- **Task requirements**
Every line of the records that holds the word "stream" should be copied out.

- **Stored data**
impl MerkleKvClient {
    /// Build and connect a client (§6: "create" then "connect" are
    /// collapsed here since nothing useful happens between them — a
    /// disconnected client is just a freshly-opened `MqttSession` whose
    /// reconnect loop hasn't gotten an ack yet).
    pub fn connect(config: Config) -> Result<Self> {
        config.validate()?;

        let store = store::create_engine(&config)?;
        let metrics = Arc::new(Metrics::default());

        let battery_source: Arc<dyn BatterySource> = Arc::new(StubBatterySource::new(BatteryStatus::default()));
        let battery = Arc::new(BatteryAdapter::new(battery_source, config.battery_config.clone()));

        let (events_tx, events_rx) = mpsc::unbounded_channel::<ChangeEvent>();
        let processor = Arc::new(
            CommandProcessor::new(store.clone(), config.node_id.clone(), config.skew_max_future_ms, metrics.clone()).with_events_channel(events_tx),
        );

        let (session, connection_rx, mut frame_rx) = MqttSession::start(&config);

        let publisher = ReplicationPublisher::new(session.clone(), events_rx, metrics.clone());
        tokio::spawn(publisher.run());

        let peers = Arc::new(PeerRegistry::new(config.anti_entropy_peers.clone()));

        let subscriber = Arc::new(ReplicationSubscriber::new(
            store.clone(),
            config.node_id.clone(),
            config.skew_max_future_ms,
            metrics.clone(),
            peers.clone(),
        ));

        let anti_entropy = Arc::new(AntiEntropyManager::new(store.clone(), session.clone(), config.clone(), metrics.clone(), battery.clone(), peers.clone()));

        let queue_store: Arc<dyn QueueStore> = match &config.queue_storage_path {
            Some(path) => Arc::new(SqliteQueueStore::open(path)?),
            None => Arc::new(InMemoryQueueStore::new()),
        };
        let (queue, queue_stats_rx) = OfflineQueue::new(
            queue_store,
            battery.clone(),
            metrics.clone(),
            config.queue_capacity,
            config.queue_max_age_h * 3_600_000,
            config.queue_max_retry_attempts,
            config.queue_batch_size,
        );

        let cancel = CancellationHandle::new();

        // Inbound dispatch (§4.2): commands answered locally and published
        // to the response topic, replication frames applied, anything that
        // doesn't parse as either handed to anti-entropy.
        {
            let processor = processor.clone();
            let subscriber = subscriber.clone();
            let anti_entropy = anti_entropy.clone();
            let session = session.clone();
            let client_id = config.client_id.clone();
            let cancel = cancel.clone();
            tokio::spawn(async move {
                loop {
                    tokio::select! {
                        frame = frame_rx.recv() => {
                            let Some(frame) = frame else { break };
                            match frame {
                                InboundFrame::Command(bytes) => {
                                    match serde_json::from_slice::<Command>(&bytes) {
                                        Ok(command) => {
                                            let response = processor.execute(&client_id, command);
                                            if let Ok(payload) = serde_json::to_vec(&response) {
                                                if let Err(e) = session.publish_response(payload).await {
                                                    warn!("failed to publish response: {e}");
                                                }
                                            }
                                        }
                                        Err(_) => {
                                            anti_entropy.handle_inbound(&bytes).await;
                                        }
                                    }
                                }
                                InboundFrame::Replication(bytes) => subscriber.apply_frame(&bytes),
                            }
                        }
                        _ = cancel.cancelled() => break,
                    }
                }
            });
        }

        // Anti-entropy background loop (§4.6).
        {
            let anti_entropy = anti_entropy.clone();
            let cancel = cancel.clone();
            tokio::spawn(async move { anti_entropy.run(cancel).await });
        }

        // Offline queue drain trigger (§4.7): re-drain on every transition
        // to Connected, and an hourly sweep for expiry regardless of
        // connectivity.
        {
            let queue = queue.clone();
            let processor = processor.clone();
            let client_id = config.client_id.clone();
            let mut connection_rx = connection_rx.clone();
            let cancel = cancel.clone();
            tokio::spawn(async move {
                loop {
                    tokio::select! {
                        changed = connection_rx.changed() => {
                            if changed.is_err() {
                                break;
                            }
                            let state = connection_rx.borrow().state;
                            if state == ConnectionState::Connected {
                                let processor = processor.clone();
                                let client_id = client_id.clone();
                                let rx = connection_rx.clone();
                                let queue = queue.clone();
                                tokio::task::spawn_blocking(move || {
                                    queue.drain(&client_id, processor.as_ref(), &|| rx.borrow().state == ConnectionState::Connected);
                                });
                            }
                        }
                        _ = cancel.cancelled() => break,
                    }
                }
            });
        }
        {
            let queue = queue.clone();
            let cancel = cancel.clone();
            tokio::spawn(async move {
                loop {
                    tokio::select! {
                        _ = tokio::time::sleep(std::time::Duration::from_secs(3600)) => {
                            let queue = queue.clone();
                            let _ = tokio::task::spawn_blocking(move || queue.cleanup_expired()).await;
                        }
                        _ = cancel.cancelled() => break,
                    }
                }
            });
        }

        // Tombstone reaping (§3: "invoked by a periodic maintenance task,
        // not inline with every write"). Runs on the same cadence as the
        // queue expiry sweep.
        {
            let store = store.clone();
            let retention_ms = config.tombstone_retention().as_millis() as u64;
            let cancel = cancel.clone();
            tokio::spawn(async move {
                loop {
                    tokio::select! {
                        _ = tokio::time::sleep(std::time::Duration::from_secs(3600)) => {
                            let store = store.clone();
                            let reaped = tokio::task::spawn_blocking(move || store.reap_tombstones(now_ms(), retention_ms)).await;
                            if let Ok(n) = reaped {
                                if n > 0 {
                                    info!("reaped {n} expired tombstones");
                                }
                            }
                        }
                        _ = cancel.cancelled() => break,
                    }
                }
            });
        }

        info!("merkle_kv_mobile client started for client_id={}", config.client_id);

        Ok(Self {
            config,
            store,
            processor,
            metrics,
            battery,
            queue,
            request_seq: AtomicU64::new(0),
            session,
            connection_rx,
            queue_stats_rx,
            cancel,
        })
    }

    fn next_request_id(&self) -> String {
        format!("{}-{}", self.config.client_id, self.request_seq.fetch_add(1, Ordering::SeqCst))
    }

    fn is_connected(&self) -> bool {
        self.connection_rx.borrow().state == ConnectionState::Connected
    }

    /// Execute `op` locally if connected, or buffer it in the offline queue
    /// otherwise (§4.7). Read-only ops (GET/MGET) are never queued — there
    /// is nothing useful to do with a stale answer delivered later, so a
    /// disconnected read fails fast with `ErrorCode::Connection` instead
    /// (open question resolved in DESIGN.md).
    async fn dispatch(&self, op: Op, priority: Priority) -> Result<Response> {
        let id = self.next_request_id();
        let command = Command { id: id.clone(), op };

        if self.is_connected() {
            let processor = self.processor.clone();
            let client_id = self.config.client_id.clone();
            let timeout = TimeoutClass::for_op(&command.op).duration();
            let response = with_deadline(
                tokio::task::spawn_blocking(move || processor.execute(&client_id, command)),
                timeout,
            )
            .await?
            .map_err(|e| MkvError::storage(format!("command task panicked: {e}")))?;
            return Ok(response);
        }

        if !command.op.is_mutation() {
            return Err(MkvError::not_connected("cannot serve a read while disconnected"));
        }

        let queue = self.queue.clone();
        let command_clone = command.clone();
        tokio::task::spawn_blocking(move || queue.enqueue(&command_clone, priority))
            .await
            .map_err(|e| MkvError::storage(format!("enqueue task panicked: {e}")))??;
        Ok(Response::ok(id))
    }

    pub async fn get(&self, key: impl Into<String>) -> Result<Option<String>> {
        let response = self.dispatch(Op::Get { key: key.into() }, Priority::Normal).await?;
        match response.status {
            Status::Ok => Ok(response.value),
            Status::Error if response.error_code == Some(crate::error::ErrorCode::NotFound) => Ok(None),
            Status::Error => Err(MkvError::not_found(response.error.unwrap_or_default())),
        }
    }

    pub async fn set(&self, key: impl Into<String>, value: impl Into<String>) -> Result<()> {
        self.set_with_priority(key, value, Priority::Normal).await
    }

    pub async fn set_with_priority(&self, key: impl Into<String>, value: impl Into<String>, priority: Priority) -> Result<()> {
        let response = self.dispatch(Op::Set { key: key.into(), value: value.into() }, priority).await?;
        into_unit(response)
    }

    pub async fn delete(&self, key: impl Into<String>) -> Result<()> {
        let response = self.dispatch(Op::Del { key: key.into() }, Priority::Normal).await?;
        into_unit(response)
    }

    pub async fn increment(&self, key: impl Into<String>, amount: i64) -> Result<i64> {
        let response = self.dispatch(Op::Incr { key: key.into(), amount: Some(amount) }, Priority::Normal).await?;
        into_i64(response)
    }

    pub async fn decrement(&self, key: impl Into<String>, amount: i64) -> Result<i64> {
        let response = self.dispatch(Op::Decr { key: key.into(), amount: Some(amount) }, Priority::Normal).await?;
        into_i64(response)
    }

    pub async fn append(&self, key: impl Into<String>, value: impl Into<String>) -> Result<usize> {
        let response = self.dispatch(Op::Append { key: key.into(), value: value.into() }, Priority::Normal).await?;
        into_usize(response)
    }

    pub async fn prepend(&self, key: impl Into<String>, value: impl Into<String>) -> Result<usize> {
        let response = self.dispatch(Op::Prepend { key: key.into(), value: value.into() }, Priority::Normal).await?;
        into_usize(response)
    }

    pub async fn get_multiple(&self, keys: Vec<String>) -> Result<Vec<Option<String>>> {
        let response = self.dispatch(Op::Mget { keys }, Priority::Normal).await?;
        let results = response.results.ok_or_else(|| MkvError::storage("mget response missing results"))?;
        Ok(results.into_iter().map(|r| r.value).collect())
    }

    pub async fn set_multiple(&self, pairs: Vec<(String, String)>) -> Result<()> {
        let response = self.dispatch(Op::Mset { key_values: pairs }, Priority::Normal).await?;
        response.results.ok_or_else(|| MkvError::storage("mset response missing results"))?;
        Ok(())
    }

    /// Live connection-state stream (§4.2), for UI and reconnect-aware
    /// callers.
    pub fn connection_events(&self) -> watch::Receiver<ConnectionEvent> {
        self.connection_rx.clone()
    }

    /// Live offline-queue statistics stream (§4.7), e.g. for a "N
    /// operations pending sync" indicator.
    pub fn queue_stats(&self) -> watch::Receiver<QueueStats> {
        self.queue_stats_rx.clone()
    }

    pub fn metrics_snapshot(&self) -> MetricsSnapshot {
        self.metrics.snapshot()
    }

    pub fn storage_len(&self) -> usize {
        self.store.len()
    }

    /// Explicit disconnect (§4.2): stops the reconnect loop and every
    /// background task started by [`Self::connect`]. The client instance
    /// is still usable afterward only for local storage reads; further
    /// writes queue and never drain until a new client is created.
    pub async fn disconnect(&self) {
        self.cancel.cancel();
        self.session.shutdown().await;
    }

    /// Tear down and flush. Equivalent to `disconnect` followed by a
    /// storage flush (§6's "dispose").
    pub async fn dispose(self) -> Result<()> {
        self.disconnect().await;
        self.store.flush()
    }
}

- **Exercise result**
    /// Live connection-state stream (§4.2), for UI and reconnect-aware
    /// Live offline-queue statistics stream (§4.7), e.g. for a "N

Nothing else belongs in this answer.